Carlos seguía sin hablar. Tenía los ojos vidriosos.

-No sé si matarte o matarme.

-Nada de eso, amor. Mi vida ha cambiado desde que tengo nuevo Jefe, eso es todo. Él me da cosas que tú no me puedes dar. Tienes que asumirlo.

-¿Qué quieres? ¿Qué te humille, que te pegue? Dímelo y lo haré.

-No funciona así, Carlos. Aunque lo hicieras no sería lo mismo, ¿entiendes? Él es un Macho Alfa, un ser irresistiblemente dominante y yo llevo dentro a una esclava sumisa que desea con todas sus fuerzas servir a un tipo de hombre así. Es tu ridículo tamaño de pene, cariño, es tu actitud servicial, excesivamente servicial conmigo, lo que hace que me sienta más excitada al ser tratada como una cualquiera por un macho como él. Abusando de mí, te humilla a tí, y eso me vuelve loca.

-Espera, que me pierdo. ¿Mi ridículo tamaño de pene? ¿Qué le pasa?

-Cariño, ¿crees en serio que esto me puede hacer disfrutar? -le dije tirando de sus calconzillos hacia abajo. Miré su flácida pichita blanca y sonréi:- Pero no te preocupes. El hecho de que la tengas diminuta, hace que me excite más al disfrutar del placer de un gran pene. Así pienso que estoy disfrutando de un placer que tú no puedes darme jamás.  Y eso es justo lo que acaba conmigo, ese morbazo, mmmm.

-Pero…

-Quítate los calzoncillas y acércate, te lo explicaré mejor.

Él, nervioso por mi nueva actitud dominante con él, se los bajó sin rechistar. Sostuve una carcajada por lo poco hombre que parecía desnudo.

-Esta bien, mira. Mi Jefe tiene una polla más o menos así de grande. -Le hice ver la diferencia que había entre los cuatro centímetros encogidos de su pene y los veinte centímetros largos del pollón de mi Amo.

Mi marido me miraba indignado, avergonzado, pero también extrañamente excitado, hecho que me empezó a calentar.

-A partir de ahora tengo que cumplir unos mandamientos que me ha impuesto mi Jefe.

-¿Mandamientos?

-Sí, el primero es que ya no me follarás, ni tu ni ningún otro, salvo él. Y Dios… Cómo lo estoy deseando.

-¿Entonces aún no lo ha hecho? ¿No te ha follado todavía? -preguntó con un halo de esperanza.

-No. Solo me ha dejado chupársela, pero, por Dios bendito, tenerla en mi boca, tan gorda, notar sus venas dilatadas presionar mis labios, ufff, ha sido más que suficiente para perder la cabeza por él. Me deja chupar otras pollas, ¿sabes? pero sólo las que él decida. Hoy me ha pedido que se la mame a tus superiores, pero dudo mucho que me autorice a chupártela a ti, cariño. Lo siento…

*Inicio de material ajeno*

//! Host probe logged before a sweep so results can be compared across
//! machines.

use serde::Serialize;
use sysinfo::{MemoryRefreshKind, RefreshKind, System};

const GB: f64 = 1024.0 * 1024.0 * 1024.0;

/// Snapshot of the machine running the benchmark.
#[derive(Debug, Clone, Serialize)]
pub struct HostResources {
    pub total_memory_bytes: u64,
    pub available_memory_bytes: u64,
    /// Logical CPU count.
    pub cpu_count: usize,
    pub os_version: Option<String>,
}

impl HostResources {
    pub fn detect() -> Self {
        let mut sys = System::new_with_specifics(
            RefreshKind::new().with_memory(MemoryRefreshKind::everything()),
        );
        sys.refresh_memory();

        let cpu_count = std::thread::available_parallelism()
            .map(|n| n.get())
            .unwrap_or(1);

        Self {
            total_memory_bytes: sys.total_memory(),
            available_memory_bytes: sys.available_memory(),
            cpu_count,
            os_version: System::long_os_version(),
        }
    }

    /// Worker threads per logical CPU.
    pub fn oversubscription(&self, threads: usize) -> f64 {
        threads as f64 / self.cpu_count.max(1) as f64
    }

    /// One-line description for the sweep banner.
    pub fn summary(&self) -> String {
        format!(
            "{} cpus, {:.1}/{:.1} GB memory available, {}",
            self.cpu_count,
            self.available_memory_bytes as f64 / GB,
            self.total_memory_bytes as f64 / GB,
            self.os_version.as_deref().unwrap_or("unknown os"),
        )
    }
}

-Eres una hija de puta. ¿Por qué me haces esto? ¿Cuánto te paga para que seas su puta? -dijo Carlos cabizbajo.

-Oh, eso es lo mejor. Me paga follándome.

-¡¿Cómo?!

-Me tiene todo el mes caliente perdida, chúpandole la polla, los pies, haciendo perrerías conmigo, pero sin penetrarme. Y yo cada día más ardiente, más mojada, más perdidamente loca por él… y luego, a final de mes, viene aquí y me folla delante de ti. ¡Ufff!

-¿¡Delante de mí!?

-Síiii, ¿has visto que morboso? Creo que será más gratificante que recibir todo el dinero del mundo, Carlos. Me muero por sentir su pene negro abrirme toda entera y que tú nos estés mirando.

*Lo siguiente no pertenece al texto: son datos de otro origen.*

//! Fixed-size worker pool with a submit-and-wait barrier.
//!
//! Workers are long-lived threads pulling boxed tasks from one shared
//! crossbeam channel, so at most `worker_count` jobs run at a time and the
//! rest queue. `submit_all` blocks until every job has reported back; a
//! failing or panicking job does not cancel its siblings.

use std::any::Any;
use std::panic::{self, AssertUnwindSafe};
use std::thread::{self, JoinHandle};

use crossbeam_channel::{unbounded, Sender};

use crate::error::{BenchError, Result};

type Task = Box<dyn FnOnce() + Send + 'static>;

pub struct WorkerPool {
    sender: Option<Sender<Task>>,
    workers: Vec<JoinHandle<()>>,
}

impl WorkerPool {
    pub fn new(worker_count: usize) -> Result<Self> {
        if worker_count == 0 {
            return Err(BenchError::InvalidConfig("worker count must be positive".into()));
        }

        let (sender, receiver) = unbounded::<Task>();
        let mut workers = Vec::with_capacity(worker_count);
        for i in 0..worker_count {
            let receiver = receiver.clone();
            let handle = thread::Builder::new()
                .name(format!("write-worker-{}", i))
                .spawn(move || {
                    for task in receiver.iter() {
                        task();
                    }
                })?;
            workers.push(handle);
        }

        tracing::debug!("worker pool started with {} threads", worker_count);
        Ok(Self {
            sender: Some(sender),
            workers,
        })
    }

    /// Run every job and wait for all of them.
    ///
    /// Outcomes are returned in submission order. A panic inside a job is
    /// reported as `WorkerPanicked` for that job only.
    pub fn submit_all<T, J>(&self, jobs: Vec<J>) -> Result<Vec<Result<T>>>
    where
        T: Send + 'static,
        J: FnOnce() -> Result<T> + Send + 'static,
    {
        let sender = self.sender.as_ref().ok_or(BenchError::PoolShutDown)?;
        let count = jobs.len();
        let (result_tx, result_rx) = unbounded::<(usize, Result<T>)>();

        for (index, job) in jobs.into_iter().enumerate() {
            let result_tx = result_tx.clone();
            let task: Task = Box::new(move || {
                let outcome = panic::catch_unwind(AssertUnwindSafe(job))
                    .unwrap_or_else(|payload| Err(BenchError::WorkerPanicked(panic_message(&*payload))));
                // The receiver only goes away if the submitter itself died.
                let _ = result_tx.send((index, outcome));
            });
            sender.send(task).map_err(|_| BenchError::PoolShutDown)?;
        }
        drop(result_tx);

        let mut slots: Vec<Option<Result<T>>> = (0..count).map(|_| None).collect();
        for (index, outcome) in result_rx.iter().take(count) {
            slots[index] = Some(outcome);
        }
        slots
            .into_iter()
            .map(|slot| slot.ok_or(BenchError::PoolShutDown))
            .collect()
    }

    /// Close the queue and join every worker.
    pub fn shutdown(mut self) -> Result<()> {
        self.stop()
    }

    fn stop(&mut self) -> Result<()> {
        // Dropping the sender ends each worker's receive loop.
        self.sender.take();
        let mut first_error = None;
        for handle in self.workers.drain(..) {
            let name = handle.thread().name().unwrap_or("write-worker").to_string();
            if handle.join().is_err() && first_error.is_none() {
                first_error = Some(BenchError::WorkerPanicked(name));
            }
        }
        first_error.map_or(Ok(()), Err)
    }
}

impl Drop for WorkerPool {
    fn drop(&mut self) {
        if let Err(e) = self.stop() {
            tracing::warn!("worker pool shutdown: {}", e);
        }
    }
}

fn panic_message(payload: &(dyn Any + Send)) -> String {
    if let Some(s) = payload.downcast_ref::<&str>() {
        (*s).to_string()
    } else if let Some(s) = payload.downcast_ref::<String>() {
        s.clone()
    } else {
        "non-string panic payload".to_string()
    }
}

-¿Negro? ¿El tío es negro?

-¿Es significante? Sí, mi Jefe es negro, un hombre guapísimo y negro. Los negros me parecen más sexys, ¿no te parece?

-Te follará delante de mí… -se repitió para sí con tono de tristeza.

-No te preocupes, aún faltan más de tres semanas para eso. Nos acostumbraremos a la idea poco a poco.

Y así lo hicimos. Durante las semanas posteriores, Carlos adoptó un papel de perrito fiel que me ponía a mil. Verlo tan atento, observándome por las mañanas cómo me vestía para ir a trabajar, eligiendo las ropitas más adecuadas para gustarle a mi Amo, hacía que me estremeciera de placer. Por la noche me masajeaba los pies o me pintaba las uñas mientras yo le contaba las vejaciones que me había hecho pasar Roberto, mi jefe, por la mañana…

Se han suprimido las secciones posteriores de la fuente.